U.S. Senator Barack Obama (D-IL) today sent the following letter to Secretary of Defense Robert Gates, calling on him to immediately release an unclassified study of the postwar planning for Iraq prepared by the RAND Corporation in 2005. According to press accounts, the Army suppressed the RAND study after it concluded that the Bush Administration failed to address the enormity of Iraq's reconstruction challenges.

  All American Patriots

All this raises the question: If the Army is trying to bury this study, and if the Times thinks the study is important enough to place above the fold on Page One, and if the legal obstacles that made publication of the Pentagon Papers a dicey call back in 1971 are a nonissue this time out, then why won't the Times reprint the most important excerpts, as it did with the Pentagon Papers?

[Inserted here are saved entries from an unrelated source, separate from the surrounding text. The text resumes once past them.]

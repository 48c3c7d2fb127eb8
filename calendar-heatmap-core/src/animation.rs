//! Timed transitions on a virtual clock.
//!
//! Every transition is linear. The clock only moves when the host calls
//! [`Timeline::advance_to`]; there is no background thread.

use rand::rngs::StdRng;
use rand::{Rng, SeedableRng};

use crate::scene::{ElementId, Scene};

/// What a transition animates.
#[derive(Debug, Clone, Copy, PartialEq, Eq)]
pub enum Target {
    Element(ElementId),
    Tooltip,
}

/// Animated attribute.
#[derive(Debug, Clone, Copy, PartialEq, Eq)]
pub enum Property {
    Opacity,
    X,
}

/// Role of a transition in a level change.
#[derive(Debug, Clone, Copy, PartialEq, Eq)]
pub enum Phase {
    /// Entrance of a freshly bound element; counted by the enter barrier
    Enter,
    /// Exit of an element of the previous level; counted by the exit barrier
    Exit,
    /// Hover dimming, tooltip fades, button fade-in
    Effect,
}

#[derive(Debug, Clone)]
struct Transition {
    target: Target,
    property: Property,
    /// Captured when the transition starts
    from: Option<f64>,
    to: f64,
    start: u64,
    duration: u64,
    phase: Phase,
    remove_on_end: bool,
}

impl Transition {
    fn end(&self) -> u64 {
        self.start + self.duration
    }
}

/// A transition that ran to its end (or was cut short by a newer one).
#[derive(Debug, Clone, Copy, PartialEq, Eq)]
pub struct Finished {
    pub target: Target,
    pub phase: Phase,
}

/// Builder for a transition to schedule.
#[derive(Debug, Clone, Copy)]
pub struct Tween {
    target: Target,
    property: Property,
    to: f64,
    delay: u64,
    duration: u64,
    phase: Phase,
    remove_on_end: bool,
}

impl Tween {
    pub fn opacity(target: Target, to: f64) -> Self {
        Self {
            target,
            property: Property::Opacity,
            to,
            delay: 0,
            duration: 0,
            phase: Phase::Effect,
            remove_on_end: false,
        }
    }

    pub fn x(target: Target, to: f64) -> Self {
        Self {
            property: Property::X,
            ..Self::opacity(target, to)
        }
    }

    pub fn delay(mut self, ms: u64) -> Self {
        self.delay = ms;
        self
    }

    pub fn duration(mut self, ms: u64) -> Self {
        self.duration = ms;
        self
    }

    pub fn phase(mut self, phase: Phase) -> Self {
        self.phase = phase;
        self
    }

    /// Remove the element from the scene once the transition ends.
    pub fn remove(mut self) -> Self {
        self.remove_on_end = true;
        self
    }
}

/// Opacity of the tooltip overlay; the only animated value outside the scene.
pub trait TooltipOpacity {
    fn opacity(&self) -> f64;
    fn set_opacity(&mut self, value: f64);
}

/// Pending transitions and the virtual clock they run on.
#[derive(Debug, Default)]
pub struct Timeline {
    now: u64,
    transitions: Vec<Transition>,
    interrupted: Vec<Finished>,
}

impl Timeline {
    pub fn new() -> Self {
        Self::default()
    }

    /// Milliseconds since the heatmap was mounted.
    pub fn now(&self) -> u64 {
        self.now
    }

    /// Schedule a transition starting `delay` ms from now.
    ///
    /// A newer transition on the same target and property replaces the older
    /// one; the replaced transition is reported as finished on the next
    /// advance so barriers waiting on it still open.
    pub fn schedule(&mut self, tween: Tween) {
        let now = self.now;
        let mut replaced = Vec::new();
        self.transitions.retain(|t| {
            let same = t.target == tween.target && t.property == tween.property;
            if same {
                replaced.push(Finished {
                    target: t.target,
                    phase: t.phase,
                });
            }
            !same
        });
        self.interrupted
            .extend(replaced.into_iter().filter(|f| f.phase != Phase::Effect));
        self.transitions.push(Transition {
            target: tween.target,
            property: tween.property,
            from: None,
            to: tween.to,
            start: now + tween.delay,
            duration: tween.duration,
            phase: tween.phase,
            remove_on_end: tween.remove_on_end,
        });
    }

    /// Drop transitions of elements that no longer exist.
    pub fn forget(&mut self, ids: &[ElementId]) {
        self.transitions.retain(|t| match t.target {
            Target::Element(id) => !ids.contains(&id),
            Target::Tooltip => true,
        });
    }

    /// Earliest time at which something finishes.
    pub fn next_deadline(&self) -> Option<u64> {
        if !self.interrupted.is_empty() {
            return Some(self.now);
        }
        self.transitions.iter().map(Transition::end).min()
    }

    /// Move the clock to `time`, interpolating running transitions and
    /// completing those that end on or before it, in end order.
    pub fn advance_to<T: TooltipOpacity>(
        &mut self,
        time: u64,
        scene: &mut Scene,
        tooltip: &mut T,
    ) -> Vec<Finished> {
        let time = time.max(self.now);
        self.now = time;

        let mut finished = std::mem::take(&mut self.interrupted);
        let mut done: Vec<Transition> = Vec::new();
        let mut running: Vec<Transition> = Vec::new();
        for transition in std::mem::take(&mut self.transitions) {
            if transition.end() <= time {
                done.push(transition);
            } else {
                running.push(transition);
            }
        }

        for transition in running.iter_mut() {
            if transition.start > time {
                continue;
            }
            let from = match transition.from {
                Some(from) => from,
                None => {
                    let current = read(scene, tooltip, transition.target, transition.property);
                    transition.from = current;
                    match current {
                        Some(value) => value,
                        None => continue,
                    }
                }
            };
            let t = (time - transition.start) as f64 / transition.duration.max(1) as f64;
            write(
                scene,
                tooltip,
                transition.target,
                transition.property,
                from + (transition.to - from) * t,
            );
        }

        done.sort_by_key(Transition::end);
        for transition in done {
            write(
                scene,
                tooltip,
                transition.target,
                transition.property,
                transition.to,
            );
            if transition.remove_on_end {
                if let Target::Element(id) = transition.target {
                    let removed = scene.remove(id);
                    running.retain(|t| match t.target {
                        Target::Element(other) => !removed.contains(&other),
                        Target::Tooltip => true,
                    });
                }
            }
            finished.push(Finished {
                target: transition.target,
                phase: transition.phase,
            });
        }

        self.transitions = running;
        finished
    }
}

fn read<T: TooltipOpacity>(
    scene: &Scene,
    tooltip: &T,
    target: Target,
    property: Property,
) -> Option<f64> {
    match (target, property) {
        (Target::Tooltip, Property::Opacity) => Some(tooltip.opacity()),
        (Target::Tooltip, Property::X) => None,
        (Target::Element(id), Property::Opacity) => scene.get(id).map(|el| el.opacity),
        (Target::Element(id), Property::X) => scene.get(id).map(|el| el.shape.x()),
    }
}

fn write<T: TooltipOpacity>(
    scene: &mut Scene,
    tooltip: &mut T,
    target: Target,
    property: Property,
    value: f64,
) {
    match (target, property) {
        (Target::Tooltip, Property::Opacity) => tooltip.set_opacity(value),
        (Target::Tooltip, Property::X) => {}
        (Target::Element(id), Property::Opacity) => {
            if let Some(el) = scene.get_mut(id) {
                el.opacity = value;
            }
        }
        (Target::Element(id), Property::X) => {
            if let Some(el) = scene.get_mut(id) {
                el.shape.set_x(value);
            }
        }
    }
}

/// Fan-in counter: opens once every armed transition has finished.
#[derive(Debug, Clone, Copy, Default, PartialEq, Eq)]
pub struct Barrier {
    pending: usize,
}

impl Barrier {
    /// A barrier over `count` transitions; zero is already open.
    pub fn arm(count: usize) -> Self {
        Self { pending: count }
    }

    pub fn is_open(&self) -> bool {
        self.pending == 0
    }

    pub fn pending(&self) -> usize {
        self.pending
    }

    /// Record one completion. Returns true when this opened the barrier.
    pub fn complete_one(&mut self) -> bool {
        if self.pending == 0 {
            return false;
        }
        self.pending -= 1;
        self.pending == 0
    }
}

/// Entrance delays: a linear stagger for the global level and a bounded
/// cosine jitter for the others.
#[derive(Debug)]
pub struct Jitter {
    rng: StdRng,
}

impl Jitter {
    pub fn new(seed: Option<u64>) -> Self {
        let rng = match seed {
            Some(seed) => StdRng::seed_from_u64(seed),
            None => StdRng::from_entropy(),
        };
        Self { rng }
    }

    /// Delay in `[0, duration / 2]`, clustered towards both ends.
    pub fn delay(&mut self, duration: u64) -> u64 {
        let r: f64 = self.rng.gen_range(0.0..1.0);
        let spread = (std::f64::consts::PI * r).cos() + 1.0;
        (spread / 4.0 * duration as f64).round() as u64
    }

    /// Delay for the `index`-th element of a staggered entrance.
    pub fn stagger(index: usize, duration: u64) -> u64 {
        duration * (index as u64 + 1) / 10
    }
}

Or, at the very least, post excerpts on its Web site?

  Slate

Excerpts from the study:

"U.S. military intervention and occupation in the Muslim world" [is] "at best inadequate, at worst counter-productive, and, on the whole, infeasible."

[...]

"Violent extremism in the Muslim world is the gravest national security threat the United States faces," said David C. Gompert, the report's lead author and a senior fellow at Rand. "Because this threat is likely to persist and could grow, it is important to understand the United States is currently not capable of adequately addressing the challenge."

[...]

[It] would be a profound mistake to conclude from [the troop increase] that all the United States needs is more military force to defeat Islamist insurgencies.” […] "One need only contemplate the precarious condition of Pakistan to realize the limitations of U.S. military power and the peril of relying upon it."

[...]

It says massive military interventions against insurgencies usually fail.

[...]

Looking at some 90 conflicts since World War II, the report concludes that establishing "representative, competent and honest" local government is the way to go.

  CNN

Good Lord, when did we ever try that?